A verbatim transcription of every record below is required.
Data to process START
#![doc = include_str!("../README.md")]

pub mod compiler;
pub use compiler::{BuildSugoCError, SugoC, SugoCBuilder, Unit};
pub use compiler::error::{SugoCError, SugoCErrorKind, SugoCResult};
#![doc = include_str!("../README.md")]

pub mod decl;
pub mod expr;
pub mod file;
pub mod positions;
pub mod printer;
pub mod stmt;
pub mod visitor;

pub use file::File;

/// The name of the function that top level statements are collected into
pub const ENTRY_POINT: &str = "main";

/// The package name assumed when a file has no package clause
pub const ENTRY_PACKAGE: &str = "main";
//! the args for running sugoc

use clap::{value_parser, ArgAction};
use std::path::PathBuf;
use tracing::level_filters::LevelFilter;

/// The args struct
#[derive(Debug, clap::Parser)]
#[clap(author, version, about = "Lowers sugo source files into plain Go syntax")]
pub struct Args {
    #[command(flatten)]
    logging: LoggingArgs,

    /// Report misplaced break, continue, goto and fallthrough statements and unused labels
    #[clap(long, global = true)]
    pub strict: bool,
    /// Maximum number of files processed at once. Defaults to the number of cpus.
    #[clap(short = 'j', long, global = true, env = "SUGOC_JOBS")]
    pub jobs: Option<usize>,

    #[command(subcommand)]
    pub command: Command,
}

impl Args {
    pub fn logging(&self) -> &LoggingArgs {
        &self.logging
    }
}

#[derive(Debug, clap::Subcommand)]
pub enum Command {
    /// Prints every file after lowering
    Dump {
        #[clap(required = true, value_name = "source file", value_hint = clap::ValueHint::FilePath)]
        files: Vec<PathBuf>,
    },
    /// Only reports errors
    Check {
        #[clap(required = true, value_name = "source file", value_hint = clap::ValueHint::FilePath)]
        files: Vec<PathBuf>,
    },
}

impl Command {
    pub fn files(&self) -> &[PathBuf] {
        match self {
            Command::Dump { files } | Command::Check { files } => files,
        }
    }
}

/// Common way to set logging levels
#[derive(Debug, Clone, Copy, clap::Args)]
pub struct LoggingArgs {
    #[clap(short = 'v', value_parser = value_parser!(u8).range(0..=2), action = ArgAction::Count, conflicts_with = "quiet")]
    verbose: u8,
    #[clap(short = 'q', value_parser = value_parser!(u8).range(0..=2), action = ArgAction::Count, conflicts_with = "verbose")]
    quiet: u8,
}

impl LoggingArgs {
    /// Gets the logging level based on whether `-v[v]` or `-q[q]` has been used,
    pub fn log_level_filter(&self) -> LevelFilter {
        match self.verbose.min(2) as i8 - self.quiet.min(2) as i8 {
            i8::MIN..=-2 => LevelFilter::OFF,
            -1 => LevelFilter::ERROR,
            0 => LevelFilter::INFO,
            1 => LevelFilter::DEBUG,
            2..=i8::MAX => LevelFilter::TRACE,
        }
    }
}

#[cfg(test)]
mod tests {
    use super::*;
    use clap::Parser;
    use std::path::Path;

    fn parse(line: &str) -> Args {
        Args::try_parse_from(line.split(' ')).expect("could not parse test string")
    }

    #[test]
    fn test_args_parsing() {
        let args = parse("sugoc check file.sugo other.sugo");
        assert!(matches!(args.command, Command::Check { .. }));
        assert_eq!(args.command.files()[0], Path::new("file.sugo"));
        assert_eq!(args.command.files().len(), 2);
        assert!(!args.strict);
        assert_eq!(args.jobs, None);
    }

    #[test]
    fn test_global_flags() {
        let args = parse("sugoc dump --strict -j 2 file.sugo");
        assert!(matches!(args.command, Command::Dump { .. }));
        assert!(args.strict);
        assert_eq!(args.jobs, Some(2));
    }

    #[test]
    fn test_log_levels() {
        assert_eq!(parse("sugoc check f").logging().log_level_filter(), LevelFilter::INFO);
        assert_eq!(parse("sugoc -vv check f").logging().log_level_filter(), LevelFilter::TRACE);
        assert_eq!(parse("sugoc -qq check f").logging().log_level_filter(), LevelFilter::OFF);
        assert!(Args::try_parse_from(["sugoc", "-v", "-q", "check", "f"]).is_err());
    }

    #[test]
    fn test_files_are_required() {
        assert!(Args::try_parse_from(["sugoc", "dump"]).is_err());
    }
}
Data to process END
__Answer space__:
#![doc = include_str!("../README.md")]

pub mod compiler;
pub use compiler::{BuildSugoCError, SugoC, SugoCBuilder, Unit};
pub use compiler::error::{SugoCError, SugoCErrorKind, SugoCResult};
#![doc = include_str!("../README.md")]

pub mod decl;
pub mod expr;
pub mod file;
pub mod positions;
pub mod printer;
pub mod stmt;
pub mod visitor;

pub use file::File;

/// The name of the function that top level statements are collected into
pub const ENTRY_POINT: &str = "main";

/// The package name assumed when a file has no package clause
pub const ENTRY_PACKAGE: &str = "main";
//! the args for running sugoc

use clap::{value_parser, ArgAction};
use std::path::PathBuf;
use tracing::level_filters::LevelFilter;

/// The args struct
#[derive(Debug, clap::Parser)]
#[clap(author, version, about = "Lowers sugo source files into plain Go syntax")]
pub struct Args {
    #[command(flatten)]
    logging: LoggingArgs,

    /// Report misplaced break, continue, goto and fallthrough statements and unused labels
    #[clap(long, global = true)]
    pub strict: bool,
    /// Maximum number of files processed at once. Defaults to the number of cpus.
    #[clap(short = 'j', long, global = true, env = "SUGOC_JOBS")]
    pub jobs: Option<usize>,

    #[command(subcommand)]
    pub command: Command,
}

impl Args {
    pub fn logging(&self) -> &LoggingArgs {
        &self.logging
    }
}

#[derive(Debug, clap::Subcommand)]
pub enum Command {
    /// Prints every file after lowering
    Dump {
        #[clap(required = true, value_name = "source file", value_hint = clap::ValueHint::FilePath)]
        files: Vec<PathBuf>,
    },
    /// Only reports errors
    Check {
        #[clap(required = true, value_name = "source file", value_hint = clap::ValueHint::FilePath)]
        files: Vec<PathBuf>,
    },
}

impl Command {
    pub fn files(&self) -> &[PathBuf] {
        match self {
            Command::Dump { files } | Command::Check { files } => files,
        }
    }
}

/// Common way to set logging levels
#[derive(Debug, Clone, Copy, clap::Args)]
pub struct LoggingArgs {
    #[clap(short = 'v', value_parser = value_parser!(u8).range(0..=2), action = ArgAction::Count, conflicts_with = "quiet")]
    verbose: u8,
    #[clap(short = 'q', value_parser = value_parser!(u8).range(0..=2), action = ArgAction::Count, conflicts_with = "verbose")]
    quiet: u8,
}

impl LoggingArgs {
    /// Gets the logging level based on whether `-v[v]` or `-q[q]` has been used,
    pub fn log_level_filter(&self) -> LevelFilter {
        match self.verbose.min(2) as i8 - self.quiet.min(2) as i8 {
            i8::MIN..=-2 => LevelFilter::OFF,
            -1 => LevelFilter::ERROR,
            0 => LevelFilter::INFO,
            1 => LevelFilter::DEBUG,
            2..=i8::MAX => LevelFilter::TRACE,
        }
    }
}

#[cfg(test)]
mod tests {
    use super::*;
    use clap::Parser;
    use std::path::Path;

    fn parse(line: &str) -> Args {
        Args::try_parse_from(line.split(' ')).expect("could not parse test string")
    }

    #[test]
    fn test_args_parsing() {
        let args = parse("sugoc check file.sugo other.sugo");
        assert!(matches!(args.command, Command::Check { .. }));
        assert_eq!(args.command.files()[0], Path::new("file.sugo"));
        assert_eq!(args.command.files().len(), 2);
        assert!(!args.strict);
        assert_eq!(args.jobs, None);
    }

    #[test]
    fn test_global_flags() {
        let args = parse("sugoc dump --strict -j 2 file.sugo");
        assert!(matches!(args.command, Command::Dump { .. }));
        assert!(args.strict);
        assert_eq!(args.jobs, Some(2));
    }

    #[test]
    fn test_log_levels() {
        assert_eq!(parse("sugoc check f").logging().log_level_filter(), LevelFilter::INFO);
        assert_eq!(parse("sugoc -vv check f").logging().log_level_filter(), LevelFilter::TRACE);
        assert_eq!(parse("sugoc -qq check f").logging().log_level_filter(), LevelFilter::OFF);
        assert!(Args::try_parse_from(["sugoc", "-v", "-q", "check", "f"]).is_err());
    }

    #[test]
    fn test_files_are_required() {
        assert!(Args::try_parse_from(["sugoc", "dump"]).is_err());
    }
}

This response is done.